Some entries follow. Reproduce exactly the lines starting at the one with "in back-to-front order." and stopping after the one with "0.0, core.viewport_width, core.viewport_height);".

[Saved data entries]

== == ==

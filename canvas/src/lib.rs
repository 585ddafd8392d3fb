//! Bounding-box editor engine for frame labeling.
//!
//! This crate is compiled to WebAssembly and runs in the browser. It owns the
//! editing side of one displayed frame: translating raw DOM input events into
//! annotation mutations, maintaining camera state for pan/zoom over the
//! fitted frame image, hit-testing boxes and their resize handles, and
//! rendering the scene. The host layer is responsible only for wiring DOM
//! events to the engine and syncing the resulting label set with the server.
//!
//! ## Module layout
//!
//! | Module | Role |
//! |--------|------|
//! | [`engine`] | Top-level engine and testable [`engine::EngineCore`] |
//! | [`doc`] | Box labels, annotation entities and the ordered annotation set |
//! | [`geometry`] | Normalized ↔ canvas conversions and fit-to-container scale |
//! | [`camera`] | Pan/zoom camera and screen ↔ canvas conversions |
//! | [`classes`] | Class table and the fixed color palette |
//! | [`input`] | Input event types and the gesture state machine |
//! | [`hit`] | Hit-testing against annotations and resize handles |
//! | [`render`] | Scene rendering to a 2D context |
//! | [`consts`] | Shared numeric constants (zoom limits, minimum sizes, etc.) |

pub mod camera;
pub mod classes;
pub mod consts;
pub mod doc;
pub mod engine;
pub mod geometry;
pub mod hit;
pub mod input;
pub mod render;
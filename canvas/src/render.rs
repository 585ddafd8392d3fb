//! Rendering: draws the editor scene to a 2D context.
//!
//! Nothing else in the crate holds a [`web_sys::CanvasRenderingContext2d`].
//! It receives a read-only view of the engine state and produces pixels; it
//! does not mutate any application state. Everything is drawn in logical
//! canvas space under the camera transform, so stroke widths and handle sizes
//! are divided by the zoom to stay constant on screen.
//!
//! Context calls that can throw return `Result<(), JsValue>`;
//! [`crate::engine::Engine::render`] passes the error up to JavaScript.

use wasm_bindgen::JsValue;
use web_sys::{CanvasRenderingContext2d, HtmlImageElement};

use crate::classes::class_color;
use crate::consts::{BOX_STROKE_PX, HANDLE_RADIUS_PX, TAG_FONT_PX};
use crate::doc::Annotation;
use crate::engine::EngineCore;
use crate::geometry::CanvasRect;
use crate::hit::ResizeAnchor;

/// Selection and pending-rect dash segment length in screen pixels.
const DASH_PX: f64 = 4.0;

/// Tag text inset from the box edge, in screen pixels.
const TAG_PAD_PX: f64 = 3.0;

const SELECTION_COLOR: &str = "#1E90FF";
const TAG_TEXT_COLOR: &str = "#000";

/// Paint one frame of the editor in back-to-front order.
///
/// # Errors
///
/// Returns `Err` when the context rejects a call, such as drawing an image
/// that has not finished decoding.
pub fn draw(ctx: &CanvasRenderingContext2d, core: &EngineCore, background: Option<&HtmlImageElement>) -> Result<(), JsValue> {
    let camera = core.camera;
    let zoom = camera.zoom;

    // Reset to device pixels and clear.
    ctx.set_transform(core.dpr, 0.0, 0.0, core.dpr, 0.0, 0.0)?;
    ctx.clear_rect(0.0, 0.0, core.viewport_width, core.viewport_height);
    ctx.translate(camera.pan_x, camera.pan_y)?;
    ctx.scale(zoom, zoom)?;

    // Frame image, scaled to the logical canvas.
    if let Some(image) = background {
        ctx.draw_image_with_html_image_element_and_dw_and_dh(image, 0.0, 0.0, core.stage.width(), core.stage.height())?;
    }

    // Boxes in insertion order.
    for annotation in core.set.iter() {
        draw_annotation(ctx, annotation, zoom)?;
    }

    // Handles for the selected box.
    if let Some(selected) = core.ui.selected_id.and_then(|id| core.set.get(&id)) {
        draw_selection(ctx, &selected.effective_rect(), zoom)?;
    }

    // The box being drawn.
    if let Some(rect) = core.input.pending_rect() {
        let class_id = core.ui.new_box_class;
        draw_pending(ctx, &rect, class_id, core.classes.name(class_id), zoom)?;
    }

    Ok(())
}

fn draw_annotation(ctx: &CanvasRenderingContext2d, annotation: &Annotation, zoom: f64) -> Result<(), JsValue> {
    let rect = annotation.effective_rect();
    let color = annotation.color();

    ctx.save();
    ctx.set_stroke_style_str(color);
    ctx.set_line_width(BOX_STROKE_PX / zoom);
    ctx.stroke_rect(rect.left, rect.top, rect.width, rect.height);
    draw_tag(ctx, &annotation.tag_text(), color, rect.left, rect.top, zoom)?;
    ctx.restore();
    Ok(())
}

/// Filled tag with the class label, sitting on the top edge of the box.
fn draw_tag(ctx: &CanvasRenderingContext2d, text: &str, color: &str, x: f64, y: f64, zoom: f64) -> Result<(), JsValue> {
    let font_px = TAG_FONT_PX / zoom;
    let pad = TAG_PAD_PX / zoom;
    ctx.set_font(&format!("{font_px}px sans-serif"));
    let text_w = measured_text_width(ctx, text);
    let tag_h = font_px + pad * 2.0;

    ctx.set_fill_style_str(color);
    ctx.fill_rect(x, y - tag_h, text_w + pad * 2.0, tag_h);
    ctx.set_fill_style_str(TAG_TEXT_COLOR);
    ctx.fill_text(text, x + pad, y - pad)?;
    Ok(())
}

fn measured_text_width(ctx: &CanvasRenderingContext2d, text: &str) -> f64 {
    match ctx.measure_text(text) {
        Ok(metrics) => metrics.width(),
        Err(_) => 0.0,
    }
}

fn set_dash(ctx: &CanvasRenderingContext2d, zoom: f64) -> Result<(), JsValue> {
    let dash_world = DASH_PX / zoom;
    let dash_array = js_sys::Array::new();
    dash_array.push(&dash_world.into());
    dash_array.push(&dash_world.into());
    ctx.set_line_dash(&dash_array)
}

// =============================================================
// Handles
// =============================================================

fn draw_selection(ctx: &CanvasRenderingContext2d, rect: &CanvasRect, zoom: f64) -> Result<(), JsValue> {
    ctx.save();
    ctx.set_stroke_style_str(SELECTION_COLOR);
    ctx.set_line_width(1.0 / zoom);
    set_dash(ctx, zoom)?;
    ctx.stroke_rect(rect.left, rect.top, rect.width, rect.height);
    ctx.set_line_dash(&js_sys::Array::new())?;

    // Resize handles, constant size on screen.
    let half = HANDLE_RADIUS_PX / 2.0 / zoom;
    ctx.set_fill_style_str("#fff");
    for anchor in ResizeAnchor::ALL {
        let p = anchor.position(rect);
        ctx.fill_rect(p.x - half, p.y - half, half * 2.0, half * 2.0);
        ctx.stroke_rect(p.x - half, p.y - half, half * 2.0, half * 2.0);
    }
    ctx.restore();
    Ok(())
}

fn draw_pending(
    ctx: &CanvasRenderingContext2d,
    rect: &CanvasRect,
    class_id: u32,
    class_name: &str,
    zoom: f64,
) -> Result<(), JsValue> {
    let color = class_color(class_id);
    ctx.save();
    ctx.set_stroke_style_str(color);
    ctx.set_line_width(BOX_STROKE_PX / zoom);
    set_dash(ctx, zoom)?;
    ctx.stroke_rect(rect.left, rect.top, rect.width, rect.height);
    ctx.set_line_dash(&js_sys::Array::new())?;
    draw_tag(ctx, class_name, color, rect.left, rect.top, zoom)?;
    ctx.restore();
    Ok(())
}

== == ==

Answer to this problem.
/// Paint one frame of the editor in back-to-front order.
///
/// # Errors
///
/// Returns `Err` when the context rejects a call, such as drawing an image
/// that has not finished decoding.
pub fn draw(ctx: &CanvasRenderingContext2d, core: &EngineCore, background: Option<&HtmlImageElement>) -> Result<(), JsValue> {
    let camera = core.camera;
    let zoom = camera.zoom;

    // Reset to device pixels and clear.
    ctx.set_transform(core.dpr, 0.0, 0.0, core.dpr, 0.0, 0.0)?;
    ctx.clear_rect(0.0, 0.0, core.viewport_width, core.viewport_height);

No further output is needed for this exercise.